If you're a Mexican-American and tears don't well in your eyes when doing the above exercise, then you're as much of a sociopath as Donald Trump. I now admit it with no shame: I love “El Burrito de Belén,” and bawl every time I hear it. It's impossible not to as an adult, because the song is a miracle on many levels. In a region where people barely speak the same Spanish, let alone share a culture, it's one of the few collective Latino anthems, sung ad nauseum during church processions and parties and recorded by everyone from Mexico's Pedrito Fernández to bachata megagroup Aventura to rock en español god Juanes—and even he couldn't get through the tuki-tuki part without sheepishly smiling.


Beyond the chintzy music, the attraction are the multiple themes at play. “El Burrito de Belén” straddles the line between the secular and the sacred, the classical push-and-pull of all Christmas songs. Unlike most explicitly Christian carols, which veer from the somber (“Silent Night”) to the triumphant (“Hark! The Herald Angels Sing”), “El Burrito de Belén” is three minutes of unapologetic joy. But unlike the godless romps of the modern era, the tune never loses sight of the reason for the season—hell, that's the whole point of the song.

And it's in that angle on Jesus where “El Burrito de Belén” reflects its politics. Written at a time when the Catholic Church hadn't yet declared war on liberal theology, composer Blanco takes a decidedly proletarian view of salvation. The protagonist is a poor boy, as evidenced by him riding a donkey, the animal traditionally associated with Mary and Joseph's travel to Bethlehem (even though it's never specified in the Bible how exactly they got there). The boy's beast of choice foreshadows Jesus riding into Jerusalem on Palm Sunday on a donkey, and the bad, passionate singing (meditating on the song can't change that fact) of La Rondallita is a reminder that those who aren't like children will never enter the kingdom of heaven. Indeed, La Rondallita's LP cover featured a rainbow coalition of Venezuelan country kids seeing off their friend.

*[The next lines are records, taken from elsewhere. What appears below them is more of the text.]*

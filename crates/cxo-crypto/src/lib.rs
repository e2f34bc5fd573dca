//! Cryptographic primitives for CXO.
//!
//! Provides domain-separated BLAKE3 hashing and the Ed25519 key material that
//! identifies a feed and signs its Roots. All crypto operations wrap
//! established libraries.

pub mod hasher;
pub mod signer;

pub use hasher::ContentHasher;
pub use signer::{PubKey, SecretKey, Signature, SignatureError};
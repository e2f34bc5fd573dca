//! Feed replication for CXO.
//!
//! A [`Node`] wraps a [`Container`](cxo_skyobject::Container) and keeps it
//! in sync with peers. Every connection runs as its own task that owns the
//! connection's subscriptions, fillers and in-flight requests; the only
//! shared state is the Container and a small table of which connection is
//! filling which Root.
//!
//! Filling a Root is a loop of `Request` and `Data` messages driven by a
//! Merkle walk: the walk lists what is missing, received objects reveal
//! their children, and a final walk confirms the tree is complete.
//! Requests are bounded per connection, retried on timeout, and handed to
//! another connection of the same feed when a peer cannot deliver.

pub mod config;
mod conn;
pub mod error;
mod filler;
pub mod node;
pub mod transport;

pub use config::NodeConfig;
pub use error::{SyncError, SyncResult};
pub use node::{ConnectionInfo, Node};
pub use transport::{local_pair, tcp_wire, Wire};
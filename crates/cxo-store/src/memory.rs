use std::collections::HashMap;
use std::sync::RwLock;

use cxo_types::Hash;
use tracing::{trace, warn};

use crate::error::{StoreError, StoreResult};
use crate::traits::{Cxds, Stat};

/// A stored value with its counters.
#[derive(Clone, Debug, PartialEq, Eq)]
pub(crate) struct Entry {
    pub(crate) val: Vec<u8>,
    pub(crate) rc: u32,
    pub(crate) pins: u32,
}

/// What a table operation did, so that a journaling backend can record it.
#[derive(Clone, Copy, Debug, PartialEq, Eq)]
pub(crate) enum Change {
    Insert,
    Inc,
    Dec,
    Del,
}

/// The refcount table shared by every backend.
#[derive(Default)]
pub(crate) struct Table {
    pub(crate) map: HashMap<Hash, Entry>,
}

impl Table {
    pub(crate) fn get(&self, key: &Hash) -> Option<(Vec<u8>, u32)> {
        self.map.get(key).map(|e| (e.val.clone(), e.rc))
    }

    pub(crate) fn set(&mut self, key: Hash, val: &[u8]) -> StoreResult<(u32, Change)> {
        if let Some(entry) = self.map.get_mut(&key) {
            return Ok((bump(&key, entry), Change::Inc));
        }
        let computed = Hash::sum(val);
        if computed != key {
            return Err(StoreError::HashMismatch { key, computed });
        }
        self.map.insert(
            key,
            Entry {
                val: val.to_vec(),
                rc: 1,
                pins: 0,
            },
        );
        trace!(key = %key.short_hex(), len = val.len(), "cxds insert");
        Ok((1, Change::Insert))
    }

    pub(crate) fn inc(&mut self, key: &Hash) -> StoreResult<u32> {
        let entry = self.map.get_mut(key).ok_or(StoreError::NotFound(*key))?;
        Ok(bump(key, entry))
    }

    pub(crate) fn dec_get(
        &mut self,
        key: &Hash,
    ) -> StoreResult<(u32, Option<Vec<u8>>, Option<Change>)> {
        let Some(entry) = self.map.get_mut(key) else {
            trace!(key = %key.short_hex(), "cxds dec of absent key ignored");
            return Ok((0, None, None));
        };
        if entry.rc == 0 {
            return Err(StoreError::RefcountUnderflow(*key));
        }
        entry.rc -= 1;
        if entry.rc > 0 || entry.pins > 0 {
            return Ok((entry.rc, None, Some(Change::Dec)));
        }
        let removed = self.map.remove(key).map(|e| e.val);
        trace!(key = %key.short_hex(), "cxds delete");
        Ok((0, removed, Some(Change::Del)))
    }

    pub(crate) fn pin(&mut self, key: &Hash) -> bool {
        match self.map.get_mut(key) {
            Some(entry) => {
                entry.pins = entry.pins.saturating_add(1);
                true
            }
            None => false,
        }
    }

    pub(crate) fn unpin(&mut self, key: &Hash) -> Option<Vec<u8>> {
        let entry = self.map.get_mut(key)?;
        if entry.pins == 0 {
            warn!(key = %key.short_hex(), "unpin of an entry that is not pinned");
            return None;
        }
        entry.pins -= 1;
        if entry.pins == 0 && entry.rc == 0 {
            return self.map.remove(key).map(|e| e.val);
        }
        None
    }

    pub(crate) fn remove_orphan(&mut self, key: &Hash) -> Option<Vec<u8>> {
        match self.map.get(key) {
            Some(e) if e.rc == 0 && e.pins == 0 => self.map.remove(key).map(|e| e.val),
            _ => None,
        }
    }

    pub(crate) fn stat(&self) -> Stat {
        let mut stat = Stat::default();
        for entry in self.map.values() {
            stat.objects += 1;
            stat.volume += entry.val.len() as u64;
            stat.refs += u64::from(entry.rc);
            if entry.rc == 0 {
                stat.parked += 1;
            }
        }
        stat
    }
}

fn bump(key: &Hash, entry: &mut Entry) -> u32 {
    if entry.rc == u32::MAX {
        warn!(key = %key.short_hex(), "refcount saturated");
    } else {
        entry.rc += 1;
    }
    entry.rc
}

/// In-memory, HashMap-based content store.
///
/// Intended for tests, short-lived nodes and embedding. Every mutation takes
/// the write lock, which makes counter updates on a key linearizable.
pub struct MemoryCxds {
    table: RwLock<Table>,
}

impl MemoryCxds {
    /// Create a new empty store.
    pub fn new() -> Self {
        Self {
            table: RwLock::new(Table::default()),
        }
    }

    /// Number of entries currently stored.
    pub fn len(&self) -> usize {
        self.table.read().expect("lock poisoned").map.len()
    }

    /// Returns `true` if the store is empty.
    pub fn is_empty(&self) -> bool {
        self.len() == 0
    }

    /// Sorted list of all keys.
    pub fn keys(&self) -> Vec<Hash> {
        let table = self.table.read().expect("lock poisoned");
        let mut keys: Vec<Hash> = table.map.keys().copied().collect();
        keys.sort();
        keys
    }
}

impl Default for MemoryCxds {
    fn default() -> Self {
        Self::new()
    }
}

impl Cxds for MemoryCxds {
    fn get(&self, key: &Hash) -> StoreResult<Option<(Vec<u8>, u32)>> {
        Ok(self.table.read().expect("lock poisoned").get(key))
    }

    fn set(&self, key: Hash, val: &[u8]) -> StoreResult<u32> {
        let mut table = self.table.write().expect("lock poisoned");
        table.set(key, val).map(|(rc, _)| rc)
    }

    fn inc(&self, key: &Hash) -> StoreResult<u32> {
        self.table.write().expect("lock poisoned").inc(key)
    }

    fn dec_get(&self, key: &Hash) -> StoreResult<(u32, Option<Vec<u8>>)> {
        let mut table = self.table.write().expect("lock poisoned");
        let (rc, removed, _) = table.dec_get(key)?;
        Ok((rc, removed))
    }

    fn pin(&self, key: &Hash) -> StoreResult<bool> {
        Ok(self.table.write().expect("lock poisoned").pin(key))
    }

    fn unpin(&self, key: &Hash) -> StoreResult<Option<Vec<u8>>> {
        Ok(self.table.write().expect("lock poisoned").unpin(key))
    }

    fn remove_orphan(&self, key: &Hash) -> StoreResult<Option<Vec<u8>>> {
        Ok(self.table.write().expect("lock poisoned").remove_orphan(key))
    }

    fn contains(&self, key: &Hash) -> StoreResult<bool> {
        Ok(self.table.read().expect("lock poisoned").map.contains_key(key))
    }

    fn iterate(&self, f: &mut dyn FnMut(&Hash, &[u8], u32) -> bool) -> StoreResult<()> {
        let table = self.table.read().expect("lock poisoned");
        for (key, entry) in &table.map {
            if !f(key, &entry.val, entry.rc) {
                break;
            }
        }
        Ok(())
    }

    fn stat(&self) -> StoreResult<Stat> {
        Ok(self.table.read().expect("lock poisoned").stat())
    }
}

impl std::fmt::Debug for MemoryCxds {
    fn fmt(&self, f: &mut std::fmt::Formatter<'_>) -> std::fmt::Result {
        f.debug_struct("MemoryCxds")
            .field("object_count", &self.len())
            .finish()
    }
}

#[cfg(test)]
mod tests {
    use std::sync::Arc;

    use proptest::prelude::*;

    use super::*;

    // -----------------------------------------------------------------------
    // Set / Get / Add
    // -----------------------------------------------------------------------

    #[test]
    fn add_then_get() {
        let db = MemoryCxds::new();
        let (key, rc) = db.add(b"hello").unwrap();
        assert_eq!(rc, 1);
        assert_eq!(key, Hash::sum(b"hello"));
        assert_eq!(db.get(&key).unwrap(), Some((b"hello".to_vec(), 1)));
    }

    #[test]
    fn get_absent_is_none() {
        let db = MemoryCxds::new();
        assert_eq!(db.get(&Hash::sum(b"nope")).unwrap(), None);
        assert!(!db.contains(&Hash::sum(b"nope")).unwrap());
    }

    #[test]
    fn set_existing_increments() {
        let db = MemoryCxds::new();
        let key = Hash::sum(b"dup");
        assert_eq!(db.set(key, b"dup").unwrap(), 1);
        assert_eq!(db.set(key, b"dup").unwrap(), 2);
        assert_eq!(db.len(), 1);
    }

    #[test]
    fn set_rejects_wrong_key() {
        let db = MemoryCxds::new();
        let err = db.set(Hash::sum(b"a"), b"b").unwrap_err();
        assert!(matches!(err, StoreError::HashMismatch { .. }));
        assert!(db.is_empty());
    }

    // -----------------------------------------------------------------------
    // Inc / Dec
    // -----------------------------------------------------------------------

    #[test]
    fn inc_absent_is_not_found() {
        let db = MemoryCxds::new();
        assert!(matches!(
            db.inc(&Hash::sum(b"x")),
            Err(StoreError::NotFound(_))
        ));
    }

    #[test]
    fn dec_to_zero_deletes() {
        let db = MemoryCxds::new();
        let (key, _) = db.add(b"v").unwrap();
        db.inc(&key).unwrap();
        assert_eq!(db.dec(&key).unwrap(), 1);
        let (rc, removed) = db.dec_get(&key).unwrap();
        assert_eq!(rc, 0);
        assert_eq!(removed, Some(b"v".to_vec()));
        assert!(db.is_empty());
    }

    #[test]
    fn dec_is_idempotent_on_absent() {
        let db = MemoryCxds::new();
        let (key, _) = db.add(b"v").unwrap();
        assert_eq!(db.dec(&key).unwrap(), 0);
        assert_eq!(db.dec(&key).unwrap(), 0);
        assert_eq!(db.dec(&key).unwrap(), 0);
        assert!(db.is_empty());
    }

    #[test]
    fn inc_saturates() {
        let db = MemoryCxds::new();
        let (key, _) = db.add(b"v").unwrap();
        db.table.write().unwrap().map.get_mut(&key).unwrap().rc = u32::MAX;
        assert_eq!(db.inc(&key).unwrap(), u32::MAX);
    }

    // -----------------------------------------------------------------------
    // Pins
    // -----------------------------------------------------------------------

    #[test]
    fn pinned_entry_parks_at_zero() {
        let db = MemoryCxds::new();
        let (key, _) = db.add(b"held").unwrap();
        assert!(db.pin(&key).unwrap());
        assert_eq!(db.dec_get(&key).unwrap(), (0, None));
        assert_eq!(db.get(&key).unwrap(), Some((b"held".to_vec(), 0)));
        assert_eq!(db.stat().unwrap().parked, 1);

        // A parked entry cannot go below zero.
        assert!(matches!(
            db.dec(&key),
            Err(StoreError::RefcountUnderflow(_))
        ));

        assert_eq!(db.unpin(&key).unwrap(), Some(b"held".to_vec()));
        assert!(db.is_empty());
    }

    #[test]
    fn parked_entry_revives() {
        let db = MemoryCxds::new();
        let (key, _) = db.add(b"held").unwrap();
        db.pin(&key).unwrap();
        db.dec(&key).unwrap();
        assert_eq!(db.inc(&key).unwrap(), 1);
        assert_eq!(db.unpin(&key).unwrap(), None);
        assert_eq!(db.get(&key).unwrap().map(|(_, rc)| rc), Some(1));
    }

    #[test]
    fn pin_absent_is_false() {
        let db = MemoryCxds::new();
        assert!(!db.pin(&Hash::sum(b"x")).unwrap());
    }

    #[test]
    fn remove_orphan_only_touches_unpinned_zero() {
        let db = MemoryCxds::new();
        let (live, _) = db.add(b"live").unwrap();
        let (held, _) = db.add(b"held").unwrap();
        db.pin(&held).unwrap();
        db.dec(&held).unwrap();

        assert_eq!(db.remove_orphan(&live).unwrap(), None);
        assert_eq!(db.remove_orphan(&held).unwrap(), None);

        db.table.write().unwrap().map.get_mut(&held).unwrap().pins = 0;
        assert_eq!(db.remove_orphan(&held).unwrap(), Some(b"held".to_vec()));
        assert_eq!(db.keys(), vec![live]);
    }

    // -----------------------------------------------------------------------
    // Batches, iteration, stat
    // -----------------------------------------------------------------------

    #[test]
    fn multi_ops() {
        let db = MemoryCxds::new();
        let added = db.multi_add(&[b"a".to_vec(), b"b".to_vec(), b"a".to_vec()]).unwrap();
        assert_eq!(added[2], (Hash::sum(b"a"), 2));
        let keys = vec![Hash::sum(b"a"), Hash::sum(b"b")];
        assert_eq!(db.multi_inc(&keys).unwrap(), vec![3, 2]);
        assert_eq!(db.multi_dec(&keys).unwrap(), vec![2, 1]);
        let got = db.multi_get(&keys).unwrap();
        assert_eq!(got[1], Some((b"b".to_vec(), 1)));
    }

    #[test]
    fn iterate_can_stop_early() {
        let db = MemoryCxds::new();
        for v in [b"1", b"2", b"3"] {
            db.add(v).unwrap();
        }
        let mut seen = 0;
        db.iterate(&mut |_, _, _| {
            seen += 1;
            seen < 2
        })
        .unwrap();
        assert_eq!(seen, 2);
    }

    #[test]
    fn stat_sums_entries() {
        let db = MemoryCxds::new();
        db.add(b"abc").unwrap();
        db.add(b"abc").unwrap();
        db.add(b"de").unwrap();
        let stat = db.stat().unwrap();
        assert_eq!(stat.objects, 2);
        assert_eq!(stat.volume, 5);
        assert_eq!(stat.refs, 3);
    }

    #[test]
    fn concurrent_inc_dec_loses_no_updates() {
        let db = Arc::new(MemoryCxds::new());
        let (key, _) = db.add(b"shared").unwrap();
        let handles: Vec<_> = (0..8)
            .map(|_| {
                let db = Arc::clone(&db);
                std::thread::spawn(move || {
                    for _ in 0..500 {
                        db.inc(&key).unwrap();
                        db.set(key, b"shared").unwrap();
                        db.dec(&key).unwrap();
                    }
                })
            })
            .collect();
        for h in handles {
            h.join().unwrap();
        }
        assert_eq!(db.get(&key).unwrap().map(|(_, rc)| rc), Some(1 + 8 * 500));
    }

    // -----------------------------------------------------------------------
    // Properties
    // -----------------------------------------------------------------------

    proptest! {
        #[test]
        fn refcount_tracks_adds_and_decs(ops in proptest::collection::vec((0u8..4, any::<bool>()), 0..64)) {
            let db = MemoryCxds::new();
            let mut model = [0u32; 4];
            for (v, add) in ops {
                let key = Hash::sum(&[v]);
                if add {
                    db.add(&[v]).unwrap();
                    model[v as usize] += 1;
                } else {
                    db.dec(&key).unwrap();
                    model[v as usize] = model[v as usize].saturating_sub(1);
                }
            }
            for (v, want) in model.iter().enumerate() {
                let got = db.get(&Hash::sum(&[v as u8])).unwrap().map(|(_, rc)| rc);
                prop_assert_eq!(got, (*want > 0).then_some(*want));
            }
        }
    }
}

Yet despite the overt religion in “El Burrito de Belén,” you don't have to believe in Christ to enjoy its message—like the Nazarene, la canción welcomes all to its embrace. The closest English-language Christmas carol to it is “The Little Drummer Boy,” a song that, not coincidentally, Americans also see as hokey for its clumsy onomatopoeia. Unsurprisingly, both songs deal with downtrodden children—never a popular Christmas theme, never mind the whole away-in-a-manger thing. And while “The Little Drummer Boy” is sweet, you barely hear it anymore because it's so meek—the antithesis of its Venezuelan cousin's loud, assertive witness.

And just for kick's here's Aventura's version:


As an adult, you learn to appreciate “El Burrito de Belén” even more. You treasure finding the album at Amoeba, remember the Navidad fun you had growing up. You even learn about the sad fate of its lead singer Ricardo Cuenci, whose all-out effort as an eight-year old you finally appreciate as artistry in its own right. Colombia's El Tiempo daily found him in 2006 as a 40-year-old common laborer trying to support six kids and with two jail stints under his belt. He had never received payment for his immortal part, let alone royalties, “My life has been hard,” he told the newspaper, embarrassed at his failure to live up to the song's promise. “I've wanted to go on television to say that the 'burrito sabanero' exists. I want people to know, that I'm a man with a good heart.”

It's as if Cuenci acknowledges what only age can teach you: “El Burrito de Belén” is innocence personified—in other words, el niño Jesús. To think anything negative of it is just wrong. So now when I hear it played for younger cousins and the toddlers of my friends, and they get a cara de fuchi, all I can do is smile. And weep.